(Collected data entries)
--- START ---

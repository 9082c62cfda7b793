//! Request entry point.
//!
//! [`Gateway::handle`] runs the pre-flight path synchronously (route
//! resolution and the quota check) so that every quota or routing rejection
//! happens before anything is sent upstream. It then starts a session and
//! returns its handle.

use std::sync::Arc;

use bytes::Bytes;
use serde_json::{Map, Value};

use crate::accounting::{AccountingPipeline, PipelineConfig, ShutdownReport};
use crate::client::{PoolConfig, ReqwestTransport, UpstreamTransport};
use crate::config::{ConfigError, CredentialSource, GatewayConfig, RuntimeConfig};
use crate::models::{ApiMode, ModelInfo, ModelRouter, ResolvedRoute};
use crate::observability::{GatewayMetrics, MetricsSnapshot};
use crate::quota::{Admission, PeriodUsage, QuotaLedger};
use crate::session::{EngineConfig, SessionEngine, SessionHandle, SessionRequest};
use crate::store::{
    MemoryMessageStore, MemoryQuotaStore, MemoryUsageLog, MessageStore, QuotaStore, UsageLogStore,
};
use crate::tiers::{QuotaPool, Tier};
use crate::tokens::{CharRatioEstimator, TokenEstimator};
use crate::{Error, Result};

/// An authenticated request: identity and tier come from the auth layer.
#[derive(Debug, Clone)]
pub struct ProxyRequest {
    pub user_id: String,
    pub tier: Tier,
    /// Path the client called, recorded in the usage log.
    pub endpoint: String,
    pub chat_id: Option<String>,
    pub body: Bytes,
}

impl ProxyRequest {
    pub fn new(user_id: impl Into<String>, tier: Tier, body: impl Into<Bytes>) -> Self {
        Self {
            user_id: user_id.into(),
            tier,
            endpoint: "/v1/chat/completions".to_string(),
            chat_id: None,
            body: body.into(),
        }
    }

    pub fn endpoint(mut self, endpoint: impl Into<String>) -> Self {
        self.endpoint = endpoint.into();
        self
    }

    pub fn chat_id(mut self, chat_id: impl Into<String>) -> Self {
        self.chat_id = Some(chat_id.into());
        self
    }
}

#[derive(Debug)]
pub struct ProxyResponse {
    pub session: SessionHandle,
    /// Model actually served; differs from the requested one on fallback.
    pub canonical_model: String,
    pub provider: String,
    pub fallback: bool,
    /// Plan tokens used for the pre-flight check.
    pub estimated_plan_tokens: u64,
}

#[derive(Debug, Clone, Copy)]
pub struct GatewayShutdown {
    pub sessions_drained: bool,
    pub accounting: ShutdownReport,
}

pub struct Gateway {
    router: Arc<ModelRouter>,
    ledger: Arc<QuotaLedger>,
    engine: SessionEngine,
    pipeline: Arc<AccountingPipeline>,
    estimator: Arc<dyn TokenEstimator>,
    metrics: Arc<GatewayMetrics>,
    runtime: RuntimeConfig,
}

impl Gateway {
    pub fn builder() -> GatewayBuilder {
        GatewayBuilder::default()
    }

    /// Builder seeded from a loaded configuration document.
    pub fn from_config(
        config: &GatewayConfig,
        credentials: &dyn CredentialSource,
    ) -> Result<GatewayBuilder> {
        let snapshot = config.build_snapshot(credentials)?;
        Ok(Self::builder()
            .router(Arc::new(ModelRouter::new(snapshot)))
            .runtime(config.runtime.clone()))
    }

    pub async fn handle(&self, request: ProxyRequest) -> Result<ProxyResponse> {
        let mut payload: Map<String, Value> = match serde_json::from_slice(&request.body) {
            Ok(Value::Object(map)) => map,
            Ok(_) => return Err(Error::InvalidRequest("body must be a JSON object".into())),
            Err(e) => return Err(Error::InvalidRequest(format!("body is not valid JSON: {e}"))),
        };
        let requested = payload
            .get("model")
            .and_then(Value::as_str)
            .map(str::to_string)
            .ok_or_else(|| Error::InvalidRequest("missing 'model'".into()))?;
        let stream = payload.get("stream").and_then(Value::as_bool).unwrap_or(false);

        let tier = self.router.tier(&request.tier).ok_or_else(|| Error::AccessDenied {
            tier: request.tier.clone(),
            model: requested.clone(),
        })?;

        let mut route = self.router.resolve(&requested, &request.tier)?;
        let estimated_raw = self.estimator.estimate_bytes(&request.body);
        let estimated_plan_tokens = route.multiplier.plan_tokens(estimated_raw);

        let pool = match self
            .ledger
            .check_and_reserve(&request.user_id, &tier, estimated_plan_tokens)
            .await?
        {
            Admission::Allowed => QuotaPool::Primary,
            Admission::Fallback { model } => {
                tracing::info!(
                    user_id = %request.user_id,
                    tier = %request.tier,
                    requested = %requested,
                    fallback = %model,
                    "Primary quota exhausted; routing to fallback model"
                );
                route = self.router.resolve(&model, &request.tier)?;
                QuotaPool::Fallback
            }
            Admission::Denied(denial) => {
                tracing::info!(
                    user_id = %request.user_id,
                    tier = %request.tier,
                    period = %denial.slot,
                    used = denial.used,
                    limit = denial.limit,
                    "Request rejected by quota"
                );
                return Err(Error::QuotaExceeded {
                    period: denial.slot,
                    tier: request.tier,
                    limit: denial.limit,
                    used: denial.used,
                    resets_at: denial.resets_at,
                });
            }
        };

        rewrite_body(&mut payload, &route, stream);
        let body = Bytes::from(serde_json::to_vec(&Value::Object(payload))?);

        let canonical_model = route.canonical_name.clone();
        let provider = route.provider.name.clone();
        let session = self.engine.start(SessionRequest {
            user_id: request.user_id,
            tier: request.tier,
            chat_id: request.chat_id,
            endpoint: request.endpoint,
            route,
            pool,
            body,
            stream,
        })?;

        Ok(ProxyResponse {
            session,
            canonical_model,
            provider,
            fallback: pool == QuotaPool::Fallback,
            estimated_plan_tokens,
        })
    }

    /// Per-window usage for a status endpoint.
    pub async fn usage(&self, user_id: &str, tier: &Tier) -> Result<Vec<PeriodUsage>> {
        let config = self.router.tier(tier).ok_or_else(|| Error::AccessDenied {
            tier: tier.clone(),
            model: String::new(),
        })?;
        self.ledger.usage(user_id, &config).await
    }

    pub fn supported_models(&self) -> Vec<ModelInfo> {
        self.router.supported_models()
    }

    pub fn router(&self) -> &Arc<ModelRouter> {
        &self.router
    }

    pub fn ledger(&self) -> &Arc<QuotaLedger> {
        &self.ledger
    }

    pub fn engine(&self) -> &SessionEngine {
        &self.engine
    }

    pub fn metrics(&self) -> MetricsSnapshot {
        self.metrics.snapshot()
    }

    /// Drains sessions first so their accounting tasks reach the pipeline,
    /// then drains the pipeline. Each stage gets the configured grace period.
    pub async fn shutdown(&self) -> GatewayShutdown {
        let grace = self.runtime.shutdown_grace();
        let sessions_drained = self.engine.shutdown(grace).await;
        let accounting = self.pipeline.shutdown(grace).await;
        GatewayShutdown {
            sessions_drained,
            accounting,
        }
    }
}

/// Points the body at the upstream model and asks for streamed usage where
/// the provider only reports it on request.
fn rewrite_body(payload: &mut Map<String, Value>, route: &ResolvedRoute, stream: bool) {
    payload.insert("model".into(), Value::String(route.upstream_model.clone()));

    if stream && route.mode == ApiMode::Standard && route.provider.kind.requests_stream_usage() {
        let options = payload
            .entry("stream_options")
            .or_insert_with(|| Value::Object(Map::new()));
        if let Value::Object(options) = options {
            options.insert("include_usage".into(), Value::Bool(true));
        }
    }
}

#[derive(Default)]
pub struct GatewayBuilder {
    router: Option<Arc<ModelRouter>>,
    quota_store: Option<Arc<dyn QuotaStore>>,
    usage_log: Option<Arc<dyn UsageLogStore>>,
    messages: Option<Arc<dyn MessageStore>>,
    transport: Option<Arc<dyn UpstreamTransport>>,
    estimator: Option<Arc<dyn TokenEstimator>>,
    metrics: Option<Arc<GatewayMetrics>>,
    runtime: Option<RuntimeConfig>,
}

impl GatewayBuilder {
    pub fn router(mut self, router: Arc<ModelRouter>) -> Self {
        self.router = Some(router);
        self
    }

    pub fn quota_store(mut self, store: Arc<dyn QuotaStore>) -> Self {
        self.quota_store = Some(store);
        self
    }

    pub fn usage_log(mut self, store: Arc<dyn UsageLogStore>) -> Self {
        self.usage_log = Some(store);
        self
    }

    pub fn messages(mut self, store: Arc<dyn MessageStore>) -> Self {
        self.messages = Some(store);
        self
    }

    pub fn transport(mut self, transport: Arc<dyn UpstreamTransport>) -> Self {
        self.transport = Some(transport);
        self
    }

    pub fn estimator(mut self, estimator: Arc<dyn TokenEstimator>) -> Self {
        self.estimator = Some(estimator);
        self
    }

    pub fn metrics(mut self, metrics: Arc<GatewayMetrics>) -> Self {
        self.metrics = Some(metrics);
        self
    }

    pub fn runtime(mut self, runtime: RuntimeConfig) -> Self {
        self.runtime = Some(runtime);
        self
    }

    /// Wires the components and starts the accounting workers.
    ///
    /// Must be called inside a Tokio runtime. Unset stores default to the
    /// in-memory backends and the transport to a pooled reqwest client.
    pub fn build(self) -> Result<Gateway> {
        let router = self.router.ok_or_else(|| ConfigError::NotFound {
            key: "router".into(),
        })?;
        let runtime = self.runtime.unwrap_or_default();
        runtime.validate()?;

        let quota_store = self
            .quota_store
            .unwrap_or_else(|| Arc::new(MemoryQuotaStore::new()));
        let usage_log = self
            .usage_log
            .unwrap_or_else(|| Arc::new(MemoryUsageLog::new()));
        let messages = self
            .messages
            .unwrap_or_else(|| Arc::new(MemoryMessageStore::new()));
        let transport = self.transport.unwrap_or_else(|| {
            Arc::new(ReqwestTransport::new(PoolConfig::from_runtime(&runtime)))
        });
        let estimator = self
            .estimator
            .unwrap_or_else(|| Arc::new(CharRatioEstimator::default()));
        let metrics = self.metrics.unwrap_or_default();

        let ledger = Arc::new(QuotaLedger::new(quota_store));
        let pipeline = Arc::new(AccountingPipeline::start(
            PipelineConfig::from_runtime(&runtime),
            ledger.clone(),
            router.clone(),
            usage_log,
            metrics.clone(),
        ));
        let engine = SessionEngine::new(
            transport,
            pipeline.clone(),
            messages,
            estimator.clone(),
            EngineConfig::from_runtime(&runtime),
            metrics.clone(),
        );

        Ok(Gateway {
            router,
            ledger,
            engine,
            pipeline,
            estimator,
            metrics,
            runtime,
        })
    }
}

#[cfg(test)]
mod tests {
    use super::*;
    use crate::models::{ProviderEntry, ProviderKind};
    use crate::quota::Multiplier;
    use serde_json::json;
    use url::Url;

    fn route(kind: ProviderKind, mode: ApiMode) -> ResolvedRoute {
        ResolvedRoute {
            canonical_name: "llama-3.3-70b".into(),
            upstream_model: "meta-llama/Llama-3.3-70B".into(),
            provider: Arc::new(
                ProviderEntry::new("p", kind, Url::parse("https://example.com/v1/").unwrap())
                    .with_credential("k"),
            ),
            multiplier: Multiplier::ONE,
            mode,
        }
    }

    fn object(value: Value) -> Map<String, Value> {
        match value {
            Value::Object(map) => map,
            _ => unreachable!(),
        }
    }

    #[test]
    fn test_rewrite_sets_upstream_model_and_usage_flag() {
        let mut payload = object(json!({"model": "llama3-3-70b", "stream": true}));
        rewrite_body(&mut payload, &route(ProviderKind::Tinfoil, ApiMode::Standard), true);
        assert_eq!(payload["model"], "meta-llama/Llama-3.3-70B");
        assert_eq!(payload["stream_options"]["include_usage"], true);
    }

    #[test]
    fn test_rewrite_keeps_existing_stream_options() {
        let mut payload = object(json!({"model": "m", "stream_options": {"foo": 1}}));
        rewrite_body(&mut payload, &route(ProviderKind::OpenAi, ApiMode::Standard), true);
        assert_eq!(payload["stream_options"]["foo"], 1);
        assert_eq!(payload["stream_options"]["include_usage"], true);
    }

    #[test]
    fn test_rewrite_skips_usage_flag_when_not_needed() {
        let mut anthropic = object(json!({"model": "m"}));
        rewrite_body(&mut anthropic, &route(ProviderKind::Anthropic, ApiMode::Standard), true);
        assert!(!anthropic.contains_key("stream_options"));

        let mut responses = object(json!({"model": "m"}));
        rewrite_body(&mut responses, &route(ProviderKind::OpenAi, ApiMode::Responses), true);
        assert!(!responses.contains_key("stream_options"));

        let mut buffered = object(json!({"model": "m"}));
        rewrite_body(&mut buffered, &route(ProviderKind::OpenAi, ApiMode::Standard), false);
        assert!(!buffered.contains_key("stream_options"));
    }
}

--- END ---

- _Task prompt_: Determine how many lines in the records include the word "used", and reply with that number alone.

- _Response_: 3